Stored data

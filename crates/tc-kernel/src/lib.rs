//! `tc-kernel` - Work partitioning, group barriers and kernels for tiled-compute.
//!
//! This crate provides:
//! - `WorkPartition`, the split of a result index space into work-groups
//! - `GroupSync` barriers: concurrent (`GroupBarrier`) and deterministic
//!   (`LockstepBarrier`)
//! - The `Kernel` trait and its per-work-item `KernelContext`
//! - `TiledMatMulKernel`, a scratch-tiled matrix multiply
//! - `launch`, which runs a kernel over a partition on CPU threads
//! - Serial reference helpers for verifying results

pub mod context;
pub mod error;
pub mod kernel;
pub mod launch;
pub mod matmul;
pub mod partition;
pub mod reference;
pub mod sync;

// Re-export primary types at the crate root for convenience.
pub use context::KernelContext;
pub use error::{KernelError, Result};
pub use kernel::Kernel;
pub use launch::{launch, LaunchStats};
pub use matmul::TiledMatMulKernel;
pub use partition::{WorkItem, WorkPartition};
pub use sync::{BarrierSite, GroupBarrier, GroupSync, LockstepBarrier};
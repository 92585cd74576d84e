use tc_memory::Shape;

use crate::error::{KernelError, Result};

/// Coordinates of one work-item within a dispatch.
#[derive(Debug, Clone, Copy, PartialEq, Eq, Hash)]
pub struct WorkItem {
    /// Global (row, col) of the result element this item produces.
    pub global: (usize, usize),
    /// Index within the work-group, also the item's tile slot.
    pub local: usize,
    /// Linear work-group index.
    pub group: usize,
}

/// Partition of an `M x N` result index space into work-groups of shape
/// `1 x T`.
///
/// Each work-group owns one result row and `T` consecutive result columns, so
/// all of its items need the same row of the left operand and can share one
/// scratch tile of it. The inner dimension `K` is walked in blocks of `T`.
#[derive(Debug, Clone, Copy, PartialEq, Eq)]
pub struct WorkPartition {
    rows: usize,
    cols: usize,
    inner: usize,
    tile: usize,
}

impl WorkPartition {
    /// # Errors
    /// `ZeroTileSize`, `InnerNotDivisible` or `ColsNotDivisible` when `tile`
    /// does not evenly block the index space. There is no tail-tile path.
    pub fn new(rows: usize, cols: usize, inner: usize, tile: usize) -> Result<Self> {
        if tile == 0 {
            return Err(KernelError::ZeroTileSize);
        }
        if inner % tile != 0 {
            return Err(KernelError::InnerNotDivisible { inner, tile });
        }
        if cols % tile != 0 {
            return Err(KernelError::ColsNotDivisible { cols, tile });
        }
        Ok(WorkPartition {
            rows,
            cols,
            inner,
            tile,
        })
    }

    /// Partition for `C = A @ B` with `A: lhs` and `B: rhs`.
    pub fn for_matmul(lhs: Shape, rhs: Shape, tile: usize) -> Result<Self> {
        if lhs.cols() != rhs.rows() {
            return Err(KernelError::MatmulMismatch {
                m: lhs.rows(),
                k: lhs.cols(),
                k2: rhs.rows(),
                n: rhs.cols(),
            });
        }
        Self::new(lhs.rows(), rhs.cols(), lhs.cols(), tile)
    }

    /// Global extent `(M, N)`.
    pub fn global_range(&self) -> (usize, usize) {
        (self.rows, self.cols)
    }

    /// Work-group extent, always `(1, T)`.
    pub fn local_range(&self) -> (usize, usize) {
        (1, self.tile)
    }

    pub fn inner(&self) -> usize {
        self.inner
    }

    pub fn tile_size(&self) -> usize {
        self.tile
    }

    pub fn work_group_size(&self) -> usize {
        self.tile
    }

    pub fn work_group_count(&self) -> usize {
        self.rows * (self.cols / self.tile)
    }

    pub fn work_item_count(&self) -> usize {
        self.rows * self.cols
    }

    /// Number of inner-dimension blocks each item iterates over.
    pub fn blocks(&self) -> usize {
        self.inner / self.tile
    }

    /// Result row and first result column covered by `group`.
    pub fn group_origin(&self, group: usize) -> (usize, usize) {
        let groups_per_row = self.cols / self.tile;
        (group / groups_per_row, (group % groups_per_row) * self.tile)
    }

    /// # Panics
    /// Panics if `group` or `lane` is out of range.
    pub fn work_item(&self, group: usize, lane: usize) -> WorkItem {
        assert!(group < self.work_group_count(), "group {group} out of range");
        assert!(lane < self.tile, "lane {lane} out of range for tile {}", self.tile);
        let (row, col_base) = self.group_origin(group);
        WorkItem {
            global: (row, col_base + lane),
            local: lane,
            group,
        }
    }

    /// All work-items, group by group.
    pub fn work_items(&self) -> impl Iterator<Item = WorkItem> + '_ {
        (0..self.work_group_count())
            .flat_map(move |g| (0..self.tile).map(move |lane| self.work_item(g, lane)))
    }
}

#[cfg(test)]
mod tests {
    use super::*;
    use std::collections::HashSet;

    #[test]
    fn test_counts() {
        let p = WorkPartition::new(4, 32, 64, 16).unwrap();
        assert_eq!(p.global_range(), (4, 32));
        assert_eq!(p.local_range(), (1, 16));
        assert_eq!(p.work_group_count(), 8);
        assert_eq!(p.work_item_count(), 128);
        assert_eq!(p.blocks(), 4);
    }

    #[test]
    fn test_covers_every_coordinate_once() {
        let p = WorkPartition::new(3, 16, 8, 4).unwrap();
        let mut seen = HashSet::new();
        for item in p.work_items() {
            assert!(seen.insert(item.global), "duplicate {:?}", item.global);
            assert_eq!(item.global.1 % 4, item.local);
        }
        assert_eq!(seen.len(), 3 * 16);
    }

    #[test]
    fn test_group_shares_row() {
        let p = WorkPartition::new(2, 8, 4, 4).unwrap();
        assert_eq!(p.group_origin(0), (0, 0));
        assert_eq!(p.group_origin(1), (0, 4));
        assert_eq!(p.group_origin(2), (1, 0));
        let rows: HashSet<_> = (0..4).map(|lane| p.work_item(3, lane).global.0).collect();
        assert_eq!(rows.len(), 1);
    }

    #[test]
    fn test_inner_not_divisible() {
        let err = WorkPartition::new(100, 100, 100, 16).unwrap_err();
        assert_eq!(err, KernelError::InnerNotDivisible { inner: 100, tile: 16 });
        assert!(err.is_configuration());
    }

    #[test]
    fn test_cols_not_divisible() {
        let err = WorkPartition::new(8, 12, 16, 8).unwrap_err();
        assert_eq!(err, KernelError::ColsNotDivisible { cols: 12, tile: 8 });
    }

    #[test]
    fn test_zero_tile() {
        assert_eq!(WorkPartition::new(4, 4, 4, 0).unwrap_err(), KernelError::ZeroTileSize);
    }

    #[test]
    fn test_for_matmul_mismatch() {
        let err = WorkPartition::for_matmul(Shape::new(2, 3), Shape::new(4, 2), 1).unwrap_err();
        assert_eq!(err, KernelError::MatmulMismatch { m: 2, k: 3, k2: 4, n: 2 });
    }

    #[test]
    #[should_panic]
    fn test_lane_out_of_range() {
        let p = WorkPartition::new(1, 4, 4, 4).unwrap();
        let _ = p.work_item(0, 4);
    }
}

Requirement – If a line of the entries contains "dimension", it counts; say how many such lines there are and give only the number.

Exercise response – 2